Herd of goats in Greece

So there’s this passage in Matthew commonly known as ‘the sheep and the goats’. Because it’s a metaphor Jesus uses about sheep and goats. It’s a metaphor for the way that he will divide people up into two groups, to go to two different eternal destinies. He says that one group will go to eternal punishment and the other to eternal life.

We’re happy so far. This is good evangelical doctrine, well done Jesus.

So how are the two groups divided up? Here’s what the words on the page say: the ones who go to eternal life (called the righteous) are the ones who fed the hungry, gave water to the thirsty, welcomed the stranger, clothed the naked and visited the sick and imprisoned.

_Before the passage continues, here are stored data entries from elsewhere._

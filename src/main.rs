use anyhow::Result;
use clap::Parser;
use std::path::PathBuf;
use tracing_subscriber::{layer::SubscriberExt, util::SubscriberInitExt};
use wiki_navigator::config::{find_config_file, load_config, Config, MAX_RESULTS_LIMIT};
use wiki_navigator::navigator::prompt_query;
use wiki_navigator::ui::StdConsole;
use wiki_navigator::{MenuPolicy, Navigator, Session, WikipediaSource};

/// Wiki Navigator - search Wikipedia and read articles interactively
#[derive(Parser, Debug)]
#[command(name = "wiki-navigator")]
#[command(version = env!("CARGO_PKG_VERSION"))]
#[command(about = "Утилита для получения статей из Википедии", long_about = None)]
struct Cli {
    /// Search query (asked interactively when omitted)
    #[arg(short, long)]
    request: Option<String>,

    /// Maximum number of search results
    #[arg(short, long, value_parser = clap::value_parser!(u32).range(1..=MAX_RESULTS_LIMIT as i64))]
    number: Option<u32>,

    /// Language edition to read articles from (e.g. "ru", "en")
    #[arg(short, long)]
    language: Option<String>,

    /// Configuration file path
    #[arg(long)]
    config: Option<PathBuf>,

    /// Request timeout in seconds
    #[arg(long)]
    timeout: Option<u64>,

    /// Ask again on unrecognised menu answers instead of exiting
    #[arg(long)]
    lenient: bool,

    /// Enable verbose logging (can be used multiple times for more verbosity: -v, -vv, -vvv)
    #[arg(long, short, action = clap::ArgAction::Count)]
    verbose: u8,

    /// Suppress non-error log output
    #[arg(long, short)]
    quiet: bool,

    /// Show all environment variables
    #[arg(long)]
    env: bool,

    /// Print the resolved configuration as TOML and exit
    #[arg(long)]
    show_config: bool,
}

/// Print all available environment variables
fn print_env_vars() {
    println!("Wiki Navigator - Environment Variables");
    println!();
    println!("Provider:");
    println!("  WIKI_NAVIGATOR_PROVIDER__API_URL          API endpoint template (default: https://{{lang}}.wikipedia.org/w/api.php)");
    println!("  WIKI_NAVIGATOR_PROVIDER__USER_AGENT       User agent sent with requests");
    println!("  WIKI_NAVIGATOR_PROVIDER__TIMEOUT_SECONDS  Request timeout in seconds (default: 30)");
    println!();
    println!("Session:");
    println!("  WIKI_NAVIGATOR_SESSION__LANGUAGE          Language edition (default: ru)");
    println!("  WIKI_NAVIGATOR_SESSION__MAX_RESULTS       Maximum search results (default: 10)");
    println!();
    println!("Navigation:");
    println!("  WIKI_NAVIGATOR_NAVIGATION__MENU_POLICY    strict | lenient (default: strict)");
    println!();
    println!("Other Settings:");
    println!("  RUST_LOG                    Rust logging level (e.g., debug, info, warn, error)");
    println!();
    println!("Example:");
    println!("  export WIKI_NAVIGATOR_SESSION__LANGUAGE=\"en\"");
    println!("  wiki-navigator -r \"Cat\" -n 3");
}

/// Command-line flags win over file and environment settings
fn apply_cli_overrides(config: &mut Config, cli: &Cli) {
    if let Some(number) = cli.number {
        config.session.max_results = number as usize;
    }
    if let Some(language) = &cli.language {
        config.session.language = language.clone();
    }
    if let Some(timeout) = cli.timeout {
        config.provider.timeout_seconds = timeout;
    }
    if cli.lenient {
        config.navigation.menu_policy = MenuPolicy::Lenient;
    }
}

#[tokio::main]
async fn main() -> Result<()> {
    let cli = Cli::parse();

    if cli.env {
        print_env_vars();
        return Ok(());
    }

    // Initialize tracing based on verbosity
    let log_level = match cli.verbose {
        0 => "warn",
        1 => "info",
        2 => "debug",
        _ => "trace",
    };

    let env_filter = if cli.quiet { "error" } else { log_level };

    tracing_subscriber::registry()
        .with(tracing_subscriber::EnvFilter::new(
            std::env::var("RUST_LOG").unwrap_or_else(|_| format!("wiki_navigator={}", env_filter)),
        ))
        .with(tracing_subscriber::fmt::layer().with_writer(std::io::stderr))
        .init();

    let config_path = cli.config.clone().or_else(find_config_file);
    if let Some(path) = &config_path {
        tracing::info!("Using config file: {}", path.display());
    }

    let mut config = load_config(config_path.as_deref())?;
    apply_cli_overrides(&mut config, &cli);
    config.validate()?;

    if cli.show_config {
        print!("{}", toml::to_string_pretty(&config)?);
        return Ok(());
    }

    let provider = WikipediaSource::from_config(&config.provider)?;
    let mut console = StdConsole::new();

    let query = match cli.request {
        Some(query) => query,
        None => prompt_query(&mut console)?,
    };

    let session = Session::establish(
        &provider,
        query,
        config.session.max_results,
        config.session.language.as_str(),
    )
    .await?;

    Navigator::new(&provider, console, session)
        .with_policy(config.navigation.menu_policy)
        .run()
        .await?;

    Ok(())
}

In fact, Jesus says that the righteous people are the ones who did that for him, but they don’t even realise it. They ask him ‘when did we do that for you?’ They weren’t even trying to do it for Jesus, but because they did all that for other people, Jesus says they did it for him.

Those who go to eternal punishment on the other hand, are those who did not do those things. Who see the hungry and thirsty stranger and show no hospitality, those who didn’t give from their possessions or their time to love people in need. Again, Jesus says he was that needy person and they ignored him; they didn’t realise, but because they failed to love their neighbour, they failed to love Jesus.

Every sermon I have ever heard on this passage has started along these lines:

‘Now of course, what Jesus is not saying here is that people will gain eternal life by feeding the poor or in fact by any number of good deeds done. He’s definitely not saying that the basis on which our eternal destiny is decided is how we treat other people.’

 And that’s the point at which I want to raise my hand and say, ‘Isn’t he? Looks like that’s exactly what he’s saying to me.’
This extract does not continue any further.